Something I’ve really come to realize is how building “self-esteem” is a waste of time, and actually psychologically detrimental to overcoming issues like social anxiety.
Maybe this has already been talked about here in a thread, but I felt inspired to bring it up in my own way.
The great Albert Ellis who founded REBT (rational emotive behavioral therapy) talks about this. Cognitive-Behavior Therapy heavily incorporates elements of REBT as well.
The problem with the concept of having “self-esteem” is this:
How do you gauge it and how do you know that you have enough self-esteem?
No matter how high your “self-esteem” is, if you come from a mindset of always trying to get more, build more, you’ll never be good enough.
Someone will always be better than you, and you’ll always be better than someone else.
Two sides of the same coin – better than/less than. It’s a complete mental trap.
WHY RAISING SELF-ESTEEM IS TOTAL BS, AS A SELF-HELP METHOD
Albert Ellis talks about how the concept of self-esteem is actually DETRIMENTAL to any real progress of well-being/contentment/happiness.

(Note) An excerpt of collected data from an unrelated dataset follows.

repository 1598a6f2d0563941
pub mod runtime;
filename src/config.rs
//! Harness configuration

use std::path::PathBuf;
use std::time::Duration;

use serde::{Deserialize, Serialize};

use crate::{
    constants::{DEFAULT_BOOTSTRAP_TIMEOUT, DEFAULT_EXECUTION_TIMEOUT, DEFAULT_PYTHON},
    core::guard::{GuardChain, KeywordGuard, LoopGuard},
};

pub const ENV_PYTHON: &str = "CODERUNNER_PYTHON";
pub const ENV_BOOTSTRAP_TIMEOUT_MS: &str = "CODERUNNER_BOOTSTRAP_TIMEOUT_MS";
pub const ENV_EXECUTION_TIMEOUT_MS: &str = "CODERUNNER_EXECUTION_TIMEOUT_MS";
pub const ENV_RESTRICTED_KEYWORDS: &str = "CODERUNNER_RESTRICTED_KEYWORDS";

#[derive(Debug, Clone, PartialEq, Eq, Serialize, Deserialize)]
pub struct HarnessConfig {
    /// Interpreter executable, looked up on `PATH` when relative
    pub python: PathBuf,

    /// Upper bound for bringing the runtime up
    pub bootstrap_timeout: Duration,

    /// Per-execution limit; `None` lets a run take as long as it likes
    pub execution_timeout: Option<Duration>,

    /// Extra substring blacklist applied before execution. Empty disables it.
    pub restricted_keywords: Vec<String>,
}

impl Default for HarnessConfig {
    fn default() -> Self {
        Self {
            python: PathBuf::from(DEFAULT_PYTHON),
            bootstrap_timeout: DEFAULT_BOOTSTRAP_TIMEOUT,
            execution_timeout: Some(DEFAULT_EXECUTION_TIMEOUT),
            restricted_keywords: Vec::new(),
        }
    }
}

impl HarnessConfig {
    /// Defaults overridden by `CODERUNNER_*` environment variables.
    /// Unparseable values are ignored with a warning.
    pub fn from_env() -> Self {
        Self::from_lookup(|key| std::env::var(key).ok())
    }

    fn from_lookup<F>(lookup: F) -> Self
    where
        F: Fn(&str) -> Option<String>,
    {
        let mut config = Self::default();

        if let Some(python) = lookup(ENV_PYTHON).filter(|p| !p.is_empty()) {
            config.python = PathBuf::from(python);
        }

        if let Some(ms) = lookup(ENV_BOOTSTRAP_TIMEOUT_MS).and_then(|v| parse_ms(ENV_BOOTSTRAP_TIMEOUT_MS, &v)) {
            config.bootstrap_timeout = Duration::from_millis(ms);
        }

        if let Some(ms) = lookup(ENV_EXECUTION_TIMEOUT_MS).and_then(|v| parse_ms(ENV_EXECUTION_TIMEOUT_MS, &v)) {
            config.execution_timeout = (ms > 0).then(|| Duration::from_millis(ms));
        }

        if let Some(keywords) = lookup(ENV_RESTRICTED_KEYWORDS) {
            config.restricted_keywords = keywords
                .split(',')
                .map(str::trim)
                .filter(|k| !k.is_empty())
                .map(String::from)
                .collect();
        }

        config
    }

    /// The loop guard always runs; the keyword guard only when keywords
    /// are configured.
    pub fn guard(&self) -> GuardChain {
        let chain = GuardChain::new().with(LoopGuard::new());
        if self.restricted_keywords.is_empty() {
            chain
        } else {
            chain.with(KeywordGuard::new(self.restricted_keywords.iter().cloned()))
        }
    }
}

fn parse_ms(key: &str, value: &str) -> Option<u64> {
    match value.trim().parse() {
        Ok(ms) => Some(ms),
        Err(e) => {
            tracing::warn!("Ignoring {}={:?}: {}", key, value, e);
            None
        }
    }
}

I completely agree with him. It also has been my experience. Since I have learned self-acceptance, my life has been 100-fold greater.
But when I tried to get more self-esteem, it was a bottomless pit of unhappiness and very tiring.
So what does Ellis suggest?
THIS IS VERY SIMPLE, BUT NOT EASY. It is paradoxical, because most of us are brought up to think in dualism (right/wrong, good/bad, either/or).
However I’d like to talk about self-acceptance, which is really where it stems from.
To me, really universal self-acceptance = universal other acceptance when it comes down to it, once you have the mindset that we are all human beings trying to work and live together, no matter how much we resist it.
And even though we live in a society that is based in dualism, what is, is, at the end of the day.
Which is also the beauty of self-acceptance and accepting what is – it is inclusive of dualistic thinking (good/evil, right/wrong). It is inclusive of everything.
We actually do need to use dualism to navigate the world. It is embedded in our language. We cannot get away from it. So we have to learn to get a new perspective on dualism.
With self-esteem you can never get there. You are always comparing yourself to others to know if you have enough or don’t. It is fundamentally flawed by design.
With self-acceptance you are either there or not. But once you flip the switch to self-acceptance, you are there and a new sense of peace comes over you.
So What Does Self-Acceptance Involve?
It involves letting go of “either/or” thinking, yet includes it still. Most of us are taught growing up to think good and evil, right and wrong, better and worse.
This does well to control people and society from a fearful standpoint, but does nothing for well-being and contentment.
Instead of “either-or” thinking, it involves “and-and” thinking.
Now what the hell does that mean?
It means “I am angry and frustrated at my parents for raising me the way they did (or not being there for me) AND I accept myself even though I feel this way.”
“I am so happy and having a fun time with my family right now AND I accept myself.”
“I want to kill my boyfriend/girlfriend right now, because they’ve pissed me off AND I accept myself no matter what I’m feeling.” (The universal other-acceptance piece would be “I accept them even though I feel they’ve treated me wrong.”)
And the kicker of all kickers for most of us here:
“Even though I have this social anxiety, I accept myself completely and know that I can overcome it day-by-day, because if others have overcome it, so can I.”
Does this mean you walk around like a woo-woo floating fake-yoga person, loving everything. Hell no. This is very, very practical and you are allowed to get angry, sad, or whatever.
No matter if you feel what is judged to be good, or judged to be bad, you are constantly accepting. It is like breathing, it is constant.
Acceptance is not just a one time event, it is a constant process that goes on-and-on. it is a practice. For all these years, I’ve heard it over and over and said “yeaaah right, whatever, I need to accept myself.”
I had heard the concept from a very cerebral standpoint, but didn’t feel it in my being.
Understanding in your head is not real knowing, it is just the doorway to knowing. Knowing is feeling it in your emotional state or on a being level.
If you think I’m full of shit, say it. I very much welcome it.
I’m certainly not a buddha, but The Buddha always encouraged his students to question and challenge him, because it is all about what you experience and finding out WHAT IS TRUE FOR YOU and true in your experience.
Compare that to the monotheistic religions (Judaism, Christianity, Islam) which are more-often than not fear-based and if you question “the word of god” or a pastor, that shit will get you kicked straight out of the church, or in old times, burned at the stake.
Test it for yourself. I’ve experienced it and continue to feel it. I continue to test it everyday. If it stops working then I will throw it all away, no qualms about it.
That’s the only way I know it works and continues to.
“Absorb what is useful. Discard what is not.” – Bruce Lee
I hope you can discover how dismantle your social anxiety and learn how to become a socially expressive person.